_PROBLEM DETAILS:_ The answer is to be an exact copy of the lines below running from the line with "i64, request: ScrapingConfigRequest)" down to the line with "even when ingestion", both ends included, and nothing more.

_INFORMATION:_
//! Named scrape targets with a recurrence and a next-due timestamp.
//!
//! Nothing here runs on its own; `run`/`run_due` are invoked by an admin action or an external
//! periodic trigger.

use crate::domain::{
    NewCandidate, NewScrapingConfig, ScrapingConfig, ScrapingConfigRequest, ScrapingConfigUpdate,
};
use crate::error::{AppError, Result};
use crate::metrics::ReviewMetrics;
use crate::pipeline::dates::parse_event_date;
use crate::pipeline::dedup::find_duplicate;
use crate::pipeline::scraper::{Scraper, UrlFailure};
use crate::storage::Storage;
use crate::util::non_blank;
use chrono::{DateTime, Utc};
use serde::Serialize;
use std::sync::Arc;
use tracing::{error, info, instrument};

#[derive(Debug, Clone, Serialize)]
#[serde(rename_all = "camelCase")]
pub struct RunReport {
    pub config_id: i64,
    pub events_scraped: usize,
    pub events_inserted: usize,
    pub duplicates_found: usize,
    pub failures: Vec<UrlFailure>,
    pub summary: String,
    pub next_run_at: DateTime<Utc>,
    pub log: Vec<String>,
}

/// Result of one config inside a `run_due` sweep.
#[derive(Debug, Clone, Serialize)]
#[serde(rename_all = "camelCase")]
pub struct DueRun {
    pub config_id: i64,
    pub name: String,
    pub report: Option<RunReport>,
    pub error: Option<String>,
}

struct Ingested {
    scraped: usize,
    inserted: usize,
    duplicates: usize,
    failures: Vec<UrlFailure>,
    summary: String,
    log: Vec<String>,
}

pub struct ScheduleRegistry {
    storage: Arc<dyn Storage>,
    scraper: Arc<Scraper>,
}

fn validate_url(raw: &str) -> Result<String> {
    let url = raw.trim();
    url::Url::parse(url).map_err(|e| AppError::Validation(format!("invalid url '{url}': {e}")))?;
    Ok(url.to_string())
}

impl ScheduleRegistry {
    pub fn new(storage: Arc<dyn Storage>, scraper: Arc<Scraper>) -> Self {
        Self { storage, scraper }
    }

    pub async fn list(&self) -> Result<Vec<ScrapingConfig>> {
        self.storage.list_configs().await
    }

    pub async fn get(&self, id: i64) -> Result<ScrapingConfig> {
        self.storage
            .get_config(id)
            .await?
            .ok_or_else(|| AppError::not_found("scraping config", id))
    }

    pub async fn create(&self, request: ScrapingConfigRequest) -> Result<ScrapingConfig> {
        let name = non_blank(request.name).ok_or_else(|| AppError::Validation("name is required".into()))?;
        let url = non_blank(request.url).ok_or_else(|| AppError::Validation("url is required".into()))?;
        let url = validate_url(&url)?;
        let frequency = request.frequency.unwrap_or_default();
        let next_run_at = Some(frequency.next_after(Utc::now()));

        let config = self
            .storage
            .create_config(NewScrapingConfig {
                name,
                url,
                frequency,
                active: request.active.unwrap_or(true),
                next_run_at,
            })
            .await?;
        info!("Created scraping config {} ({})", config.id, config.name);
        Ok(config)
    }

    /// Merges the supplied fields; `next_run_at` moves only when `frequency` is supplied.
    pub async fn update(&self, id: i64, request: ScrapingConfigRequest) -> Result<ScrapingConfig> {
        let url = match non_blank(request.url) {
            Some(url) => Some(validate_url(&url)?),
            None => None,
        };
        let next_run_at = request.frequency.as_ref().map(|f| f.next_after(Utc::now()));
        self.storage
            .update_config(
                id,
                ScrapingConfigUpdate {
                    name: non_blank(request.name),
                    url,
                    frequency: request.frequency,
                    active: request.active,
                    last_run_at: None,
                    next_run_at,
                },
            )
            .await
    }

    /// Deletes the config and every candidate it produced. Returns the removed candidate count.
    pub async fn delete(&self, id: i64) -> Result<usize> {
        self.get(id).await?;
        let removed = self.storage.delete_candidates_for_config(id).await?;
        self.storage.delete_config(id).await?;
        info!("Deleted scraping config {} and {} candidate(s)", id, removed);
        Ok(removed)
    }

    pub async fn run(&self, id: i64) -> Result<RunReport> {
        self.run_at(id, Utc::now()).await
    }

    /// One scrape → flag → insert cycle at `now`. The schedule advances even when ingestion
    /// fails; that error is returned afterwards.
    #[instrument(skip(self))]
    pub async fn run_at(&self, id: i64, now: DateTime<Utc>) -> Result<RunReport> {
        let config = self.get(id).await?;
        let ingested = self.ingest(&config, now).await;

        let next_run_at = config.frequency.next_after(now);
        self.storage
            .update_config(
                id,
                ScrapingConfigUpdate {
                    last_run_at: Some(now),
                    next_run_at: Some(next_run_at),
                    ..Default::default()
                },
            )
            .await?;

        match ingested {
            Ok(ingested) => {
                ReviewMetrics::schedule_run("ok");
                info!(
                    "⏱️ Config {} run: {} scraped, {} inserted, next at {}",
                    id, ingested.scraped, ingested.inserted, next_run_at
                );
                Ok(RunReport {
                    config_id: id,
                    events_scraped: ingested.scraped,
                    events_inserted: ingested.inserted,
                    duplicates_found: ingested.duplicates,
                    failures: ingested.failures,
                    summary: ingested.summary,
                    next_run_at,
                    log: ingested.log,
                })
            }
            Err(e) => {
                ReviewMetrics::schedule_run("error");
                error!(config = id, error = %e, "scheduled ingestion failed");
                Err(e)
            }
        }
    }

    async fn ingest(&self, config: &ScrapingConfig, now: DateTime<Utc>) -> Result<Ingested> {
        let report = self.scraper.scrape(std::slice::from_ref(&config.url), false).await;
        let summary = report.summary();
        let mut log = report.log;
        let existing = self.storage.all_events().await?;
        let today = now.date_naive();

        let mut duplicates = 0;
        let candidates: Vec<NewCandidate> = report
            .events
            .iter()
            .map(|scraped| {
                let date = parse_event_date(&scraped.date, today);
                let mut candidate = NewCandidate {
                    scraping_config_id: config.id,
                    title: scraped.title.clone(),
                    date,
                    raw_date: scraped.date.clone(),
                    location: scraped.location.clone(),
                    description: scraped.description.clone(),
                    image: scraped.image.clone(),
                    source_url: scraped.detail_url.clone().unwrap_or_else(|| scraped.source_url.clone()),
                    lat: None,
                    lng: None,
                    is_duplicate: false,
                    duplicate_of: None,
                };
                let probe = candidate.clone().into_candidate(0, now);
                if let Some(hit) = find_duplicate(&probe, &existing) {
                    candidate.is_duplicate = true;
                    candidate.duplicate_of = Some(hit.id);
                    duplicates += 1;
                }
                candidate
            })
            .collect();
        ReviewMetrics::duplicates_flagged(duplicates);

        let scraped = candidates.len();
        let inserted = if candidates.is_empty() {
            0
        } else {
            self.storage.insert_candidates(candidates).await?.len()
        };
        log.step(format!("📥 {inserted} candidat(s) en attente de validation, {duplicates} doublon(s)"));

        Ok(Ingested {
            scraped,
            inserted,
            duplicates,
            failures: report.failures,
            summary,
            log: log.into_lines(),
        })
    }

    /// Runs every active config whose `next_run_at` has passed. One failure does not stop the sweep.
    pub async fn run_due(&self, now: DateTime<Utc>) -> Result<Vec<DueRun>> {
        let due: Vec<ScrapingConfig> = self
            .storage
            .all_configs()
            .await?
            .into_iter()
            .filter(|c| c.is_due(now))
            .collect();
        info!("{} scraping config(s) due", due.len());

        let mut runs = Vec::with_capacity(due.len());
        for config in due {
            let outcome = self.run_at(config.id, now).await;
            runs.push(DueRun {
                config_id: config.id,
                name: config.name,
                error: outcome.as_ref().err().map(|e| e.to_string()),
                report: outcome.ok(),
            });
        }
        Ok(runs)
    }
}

_OUTPUT BELOW:_
    pub async fn update(&self, id: i64, request: ScrapingConfigRequest) -> Result<ScrapingConfig> {
        let url = match non_blank(request.url) {
            Some(url) => Some(validate_url(&url)?),
            None => None,
        };
        let next_run_at = request.frequency.as_ref().map(|f| f.next_after(Utc::now()));
        self.storage
            .update_config(
                id,
                ScrapingConfigUpdate {
                    name: non_blank(request.name),
                    url,
                    frequency: request.frequency,
                    active: request.active,
                    last_run_at: None,
                    next_run_at,
                },
            )
            .await
    }

    /// Deletes the config and every candidate it produced. Returns the removed candidate count.
    pub async fn delete(&self, id: i64) -> Result<usize> {
        self.get(id).await?;
        let removed = self.storage.delete_candidates_for_config(id).await?;
        self.storage.delete_config(id).await?;
        info!("Deleted scraping config {} and {} candidate(s)", id, removed);
        Ok(removed)
    }

    pub async fn run(&self, id: i64) -> Result<RunReport> {
        self.run_at(id, Utc::now()).await
    }

    /// One scrape → flag → insert cycle at `now`. The schedule advances even when ingestion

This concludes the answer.